* [YOUR TASK] Indicate how many lines in the listing below contain the word "PathBuf". No other output is permitted.

* [DATA SUPPLIED]
= = = = =

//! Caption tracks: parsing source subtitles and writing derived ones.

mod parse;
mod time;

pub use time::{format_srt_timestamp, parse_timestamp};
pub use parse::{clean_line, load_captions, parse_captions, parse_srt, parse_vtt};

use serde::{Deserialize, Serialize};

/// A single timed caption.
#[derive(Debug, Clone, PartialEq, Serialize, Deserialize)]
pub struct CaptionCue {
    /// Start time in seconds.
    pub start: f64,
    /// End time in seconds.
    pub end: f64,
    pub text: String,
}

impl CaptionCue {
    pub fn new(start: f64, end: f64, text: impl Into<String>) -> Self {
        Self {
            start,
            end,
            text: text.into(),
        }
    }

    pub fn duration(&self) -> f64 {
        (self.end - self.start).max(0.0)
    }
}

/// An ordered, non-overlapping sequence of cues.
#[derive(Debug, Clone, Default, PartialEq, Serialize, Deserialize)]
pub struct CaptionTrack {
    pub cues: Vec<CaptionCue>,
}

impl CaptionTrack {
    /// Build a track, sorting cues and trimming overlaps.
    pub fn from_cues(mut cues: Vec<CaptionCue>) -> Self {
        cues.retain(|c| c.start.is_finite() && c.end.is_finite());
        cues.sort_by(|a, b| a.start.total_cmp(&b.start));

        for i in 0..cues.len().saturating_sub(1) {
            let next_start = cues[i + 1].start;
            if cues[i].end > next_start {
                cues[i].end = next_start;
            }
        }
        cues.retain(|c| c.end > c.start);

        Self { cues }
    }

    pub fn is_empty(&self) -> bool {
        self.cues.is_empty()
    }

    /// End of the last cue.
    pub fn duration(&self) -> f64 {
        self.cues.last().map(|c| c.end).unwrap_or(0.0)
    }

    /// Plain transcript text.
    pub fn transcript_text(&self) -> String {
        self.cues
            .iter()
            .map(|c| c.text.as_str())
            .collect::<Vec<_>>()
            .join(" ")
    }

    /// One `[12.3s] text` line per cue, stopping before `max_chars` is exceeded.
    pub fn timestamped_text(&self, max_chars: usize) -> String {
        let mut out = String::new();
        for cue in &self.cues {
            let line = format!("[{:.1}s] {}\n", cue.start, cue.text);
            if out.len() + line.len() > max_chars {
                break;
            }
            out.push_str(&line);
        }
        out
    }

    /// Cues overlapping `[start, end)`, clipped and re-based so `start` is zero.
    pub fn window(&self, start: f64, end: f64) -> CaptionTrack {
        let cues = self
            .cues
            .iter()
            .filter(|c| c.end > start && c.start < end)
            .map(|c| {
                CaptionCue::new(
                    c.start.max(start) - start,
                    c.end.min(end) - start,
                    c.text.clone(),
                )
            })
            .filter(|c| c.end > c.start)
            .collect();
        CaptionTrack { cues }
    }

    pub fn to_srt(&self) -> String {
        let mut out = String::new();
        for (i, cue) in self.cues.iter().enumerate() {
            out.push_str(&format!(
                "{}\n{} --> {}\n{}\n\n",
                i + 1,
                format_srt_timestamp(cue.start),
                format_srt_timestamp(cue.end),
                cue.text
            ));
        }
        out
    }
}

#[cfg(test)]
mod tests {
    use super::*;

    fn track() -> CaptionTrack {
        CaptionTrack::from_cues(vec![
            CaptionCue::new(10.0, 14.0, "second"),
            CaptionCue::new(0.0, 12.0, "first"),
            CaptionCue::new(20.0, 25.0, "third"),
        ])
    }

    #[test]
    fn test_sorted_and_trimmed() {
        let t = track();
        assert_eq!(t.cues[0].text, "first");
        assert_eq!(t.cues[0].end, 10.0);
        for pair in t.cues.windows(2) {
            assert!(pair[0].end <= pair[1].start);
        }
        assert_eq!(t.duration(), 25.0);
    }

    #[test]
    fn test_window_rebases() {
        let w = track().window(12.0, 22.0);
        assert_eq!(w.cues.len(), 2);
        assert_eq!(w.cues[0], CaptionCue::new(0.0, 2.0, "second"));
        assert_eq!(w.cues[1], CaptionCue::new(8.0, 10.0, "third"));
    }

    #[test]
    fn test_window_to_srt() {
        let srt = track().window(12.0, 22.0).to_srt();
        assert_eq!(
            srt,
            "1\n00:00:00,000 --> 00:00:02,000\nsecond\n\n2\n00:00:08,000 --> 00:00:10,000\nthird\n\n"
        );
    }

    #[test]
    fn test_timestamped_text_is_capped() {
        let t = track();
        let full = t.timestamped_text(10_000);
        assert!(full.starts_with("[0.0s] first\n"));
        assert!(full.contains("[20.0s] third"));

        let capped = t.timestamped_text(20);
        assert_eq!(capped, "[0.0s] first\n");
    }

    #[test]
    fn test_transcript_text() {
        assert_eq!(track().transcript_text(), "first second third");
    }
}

= = = = =

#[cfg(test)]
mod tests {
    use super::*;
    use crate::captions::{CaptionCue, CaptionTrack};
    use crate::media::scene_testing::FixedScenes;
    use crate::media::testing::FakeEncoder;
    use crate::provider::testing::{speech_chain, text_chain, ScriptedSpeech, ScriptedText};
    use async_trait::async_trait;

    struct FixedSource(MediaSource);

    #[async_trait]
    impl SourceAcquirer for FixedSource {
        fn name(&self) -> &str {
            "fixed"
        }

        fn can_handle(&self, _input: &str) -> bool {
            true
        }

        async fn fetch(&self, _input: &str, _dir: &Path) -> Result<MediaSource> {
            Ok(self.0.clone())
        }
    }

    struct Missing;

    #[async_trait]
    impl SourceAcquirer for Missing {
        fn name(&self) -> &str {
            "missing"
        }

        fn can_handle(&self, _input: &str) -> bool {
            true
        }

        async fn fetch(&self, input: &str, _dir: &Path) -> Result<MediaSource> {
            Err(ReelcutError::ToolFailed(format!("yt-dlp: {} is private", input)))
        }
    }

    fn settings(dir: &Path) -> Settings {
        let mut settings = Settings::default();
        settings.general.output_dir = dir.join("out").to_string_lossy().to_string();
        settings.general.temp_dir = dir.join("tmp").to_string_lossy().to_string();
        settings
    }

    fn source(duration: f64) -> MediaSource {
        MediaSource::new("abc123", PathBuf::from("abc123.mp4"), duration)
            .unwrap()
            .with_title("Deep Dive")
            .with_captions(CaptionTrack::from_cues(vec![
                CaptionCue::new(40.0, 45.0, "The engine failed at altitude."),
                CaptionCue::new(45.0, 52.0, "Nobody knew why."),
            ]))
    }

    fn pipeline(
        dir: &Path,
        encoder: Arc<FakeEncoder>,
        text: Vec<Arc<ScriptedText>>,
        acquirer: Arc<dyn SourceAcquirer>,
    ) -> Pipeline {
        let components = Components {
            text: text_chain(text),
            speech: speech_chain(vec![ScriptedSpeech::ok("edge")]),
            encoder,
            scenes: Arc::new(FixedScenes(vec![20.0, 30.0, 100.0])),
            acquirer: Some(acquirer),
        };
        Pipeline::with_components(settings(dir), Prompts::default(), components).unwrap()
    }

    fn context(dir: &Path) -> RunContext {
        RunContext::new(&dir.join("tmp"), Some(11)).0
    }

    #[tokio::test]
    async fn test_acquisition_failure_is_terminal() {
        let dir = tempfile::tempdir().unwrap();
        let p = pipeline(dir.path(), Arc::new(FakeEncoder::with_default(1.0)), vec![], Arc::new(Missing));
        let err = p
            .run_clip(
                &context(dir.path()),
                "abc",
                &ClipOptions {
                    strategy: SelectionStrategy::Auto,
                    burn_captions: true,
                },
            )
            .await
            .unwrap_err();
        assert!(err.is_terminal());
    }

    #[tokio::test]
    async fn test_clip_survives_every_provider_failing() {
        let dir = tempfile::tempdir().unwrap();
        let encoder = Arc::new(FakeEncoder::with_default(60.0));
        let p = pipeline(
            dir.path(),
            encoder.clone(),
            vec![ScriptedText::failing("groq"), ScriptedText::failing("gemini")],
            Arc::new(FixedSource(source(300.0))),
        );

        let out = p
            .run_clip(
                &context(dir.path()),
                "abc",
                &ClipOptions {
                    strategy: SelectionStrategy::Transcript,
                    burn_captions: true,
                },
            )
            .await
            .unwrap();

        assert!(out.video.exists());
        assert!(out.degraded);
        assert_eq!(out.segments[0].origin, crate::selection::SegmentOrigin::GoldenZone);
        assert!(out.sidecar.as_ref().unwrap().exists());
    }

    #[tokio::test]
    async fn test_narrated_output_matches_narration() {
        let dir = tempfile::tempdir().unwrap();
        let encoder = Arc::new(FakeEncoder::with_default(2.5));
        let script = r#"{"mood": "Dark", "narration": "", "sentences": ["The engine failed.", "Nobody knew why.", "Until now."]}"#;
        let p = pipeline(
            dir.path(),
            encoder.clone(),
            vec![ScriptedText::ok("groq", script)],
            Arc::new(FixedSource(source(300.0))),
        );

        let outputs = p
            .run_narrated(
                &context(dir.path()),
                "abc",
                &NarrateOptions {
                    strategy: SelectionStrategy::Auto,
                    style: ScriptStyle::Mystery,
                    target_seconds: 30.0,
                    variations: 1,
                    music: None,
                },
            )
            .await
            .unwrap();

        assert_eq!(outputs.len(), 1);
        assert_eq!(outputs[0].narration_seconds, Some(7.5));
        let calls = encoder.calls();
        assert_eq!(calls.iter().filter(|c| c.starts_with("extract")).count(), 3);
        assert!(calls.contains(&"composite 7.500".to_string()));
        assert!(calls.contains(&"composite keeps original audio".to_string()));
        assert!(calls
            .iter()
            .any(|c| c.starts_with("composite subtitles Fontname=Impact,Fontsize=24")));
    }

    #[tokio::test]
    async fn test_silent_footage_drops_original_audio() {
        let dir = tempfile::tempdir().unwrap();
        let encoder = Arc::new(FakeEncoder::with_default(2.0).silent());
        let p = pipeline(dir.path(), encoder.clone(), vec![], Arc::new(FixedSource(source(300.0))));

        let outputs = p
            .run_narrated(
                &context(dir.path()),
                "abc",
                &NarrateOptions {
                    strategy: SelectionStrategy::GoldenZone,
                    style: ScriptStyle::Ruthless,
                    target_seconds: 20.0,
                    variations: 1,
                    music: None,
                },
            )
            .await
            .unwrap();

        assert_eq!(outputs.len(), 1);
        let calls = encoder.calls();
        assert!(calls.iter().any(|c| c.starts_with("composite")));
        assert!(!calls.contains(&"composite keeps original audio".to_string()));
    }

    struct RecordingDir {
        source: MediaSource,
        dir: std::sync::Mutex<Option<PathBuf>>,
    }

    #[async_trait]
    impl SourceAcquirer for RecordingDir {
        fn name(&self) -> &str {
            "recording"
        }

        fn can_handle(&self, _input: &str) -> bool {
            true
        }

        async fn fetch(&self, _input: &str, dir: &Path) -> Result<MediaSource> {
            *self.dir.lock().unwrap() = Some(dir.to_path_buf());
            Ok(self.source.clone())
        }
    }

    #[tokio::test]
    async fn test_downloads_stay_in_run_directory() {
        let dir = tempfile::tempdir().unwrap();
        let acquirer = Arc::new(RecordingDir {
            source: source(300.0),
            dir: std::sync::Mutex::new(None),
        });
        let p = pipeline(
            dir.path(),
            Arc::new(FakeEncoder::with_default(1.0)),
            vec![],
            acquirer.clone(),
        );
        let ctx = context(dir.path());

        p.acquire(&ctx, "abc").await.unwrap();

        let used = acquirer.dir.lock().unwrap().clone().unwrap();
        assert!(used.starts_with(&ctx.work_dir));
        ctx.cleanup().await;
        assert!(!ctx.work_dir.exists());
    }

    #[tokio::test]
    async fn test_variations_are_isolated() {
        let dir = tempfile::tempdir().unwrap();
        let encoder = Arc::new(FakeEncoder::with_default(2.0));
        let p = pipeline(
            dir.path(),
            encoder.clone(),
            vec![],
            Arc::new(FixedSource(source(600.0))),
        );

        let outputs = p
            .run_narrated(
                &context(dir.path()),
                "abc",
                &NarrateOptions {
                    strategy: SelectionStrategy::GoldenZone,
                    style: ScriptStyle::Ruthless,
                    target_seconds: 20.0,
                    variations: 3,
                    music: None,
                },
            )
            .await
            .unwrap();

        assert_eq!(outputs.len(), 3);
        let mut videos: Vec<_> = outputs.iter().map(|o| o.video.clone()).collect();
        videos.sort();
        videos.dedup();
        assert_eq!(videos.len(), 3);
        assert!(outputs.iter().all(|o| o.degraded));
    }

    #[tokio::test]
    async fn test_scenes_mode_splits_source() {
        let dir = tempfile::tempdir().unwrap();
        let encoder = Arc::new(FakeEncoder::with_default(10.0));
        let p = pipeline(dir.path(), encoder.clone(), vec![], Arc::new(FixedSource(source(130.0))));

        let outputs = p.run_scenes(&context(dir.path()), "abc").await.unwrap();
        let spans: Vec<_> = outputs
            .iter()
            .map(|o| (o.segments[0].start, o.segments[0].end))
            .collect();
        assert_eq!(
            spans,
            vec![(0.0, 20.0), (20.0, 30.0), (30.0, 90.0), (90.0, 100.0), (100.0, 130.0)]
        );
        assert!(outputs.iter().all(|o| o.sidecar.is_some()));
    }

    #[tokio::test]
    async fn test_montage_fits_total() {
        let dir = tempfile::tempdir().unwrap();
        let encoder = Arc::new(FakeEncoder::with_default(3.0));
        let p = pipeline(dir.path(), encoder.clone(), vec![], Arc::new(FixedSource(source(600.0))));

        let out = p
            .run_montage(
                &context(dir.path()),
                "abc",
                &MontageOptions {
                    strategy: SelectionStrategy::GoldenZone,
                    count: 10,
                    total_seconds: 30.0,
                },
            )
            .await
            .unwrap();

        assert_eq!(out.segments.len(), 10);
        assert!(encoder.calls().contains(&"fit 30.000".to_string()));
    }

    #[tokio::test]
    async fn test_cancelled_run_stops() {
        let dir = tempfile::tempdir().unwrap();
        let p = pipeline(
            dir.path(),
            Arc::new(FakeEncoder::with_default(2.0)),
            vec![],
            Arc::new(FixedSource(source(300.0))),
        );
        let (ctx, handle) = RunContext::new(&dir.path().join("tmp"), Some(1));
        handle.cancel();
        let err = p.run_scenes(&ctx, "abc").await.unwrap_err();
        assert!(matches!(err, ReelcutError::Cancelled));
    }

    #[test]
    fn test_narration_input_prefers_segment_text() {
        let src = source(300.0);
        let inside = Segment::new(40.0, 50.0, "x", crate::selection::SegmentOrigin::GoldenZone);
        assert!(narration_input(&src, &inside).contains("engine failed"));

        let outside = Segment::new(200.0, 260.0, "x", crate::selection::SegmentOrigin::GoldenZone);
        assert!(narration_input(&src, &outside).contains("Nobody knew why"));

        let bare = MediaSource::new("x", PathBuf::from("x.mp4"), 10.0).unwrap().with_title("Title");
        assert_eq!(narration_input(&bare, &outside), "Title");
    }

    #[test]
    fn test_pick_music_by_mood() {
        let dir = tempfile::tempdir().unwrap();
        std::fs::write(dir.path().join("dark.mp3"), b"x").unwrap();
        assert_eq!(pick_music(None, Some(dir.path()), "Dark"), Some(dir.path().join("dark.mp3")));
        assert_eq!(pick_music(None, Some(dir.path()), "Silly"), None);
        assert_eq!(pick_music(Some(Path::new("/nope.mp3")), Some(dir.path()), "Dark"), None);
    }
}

= = = = =

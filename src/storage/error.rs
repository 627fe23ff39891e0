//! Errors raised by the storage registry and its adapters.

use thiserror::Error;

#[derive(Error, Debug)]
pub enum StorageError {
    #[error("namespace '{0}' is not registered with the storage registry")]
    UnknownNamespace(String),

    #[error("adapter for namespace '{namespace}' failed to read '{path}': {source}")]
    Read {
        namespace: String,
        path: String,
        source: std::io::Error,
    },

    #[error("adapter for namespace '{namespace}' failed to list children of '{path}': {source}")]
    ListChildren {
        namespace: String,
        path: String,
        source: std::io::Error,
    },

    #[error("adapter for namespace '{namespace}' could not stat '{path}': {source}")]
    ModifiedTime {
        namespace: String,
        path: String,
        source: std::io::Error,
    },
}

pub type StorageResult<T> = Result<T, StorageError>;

= = = = =

* [TASK ANSWER] 3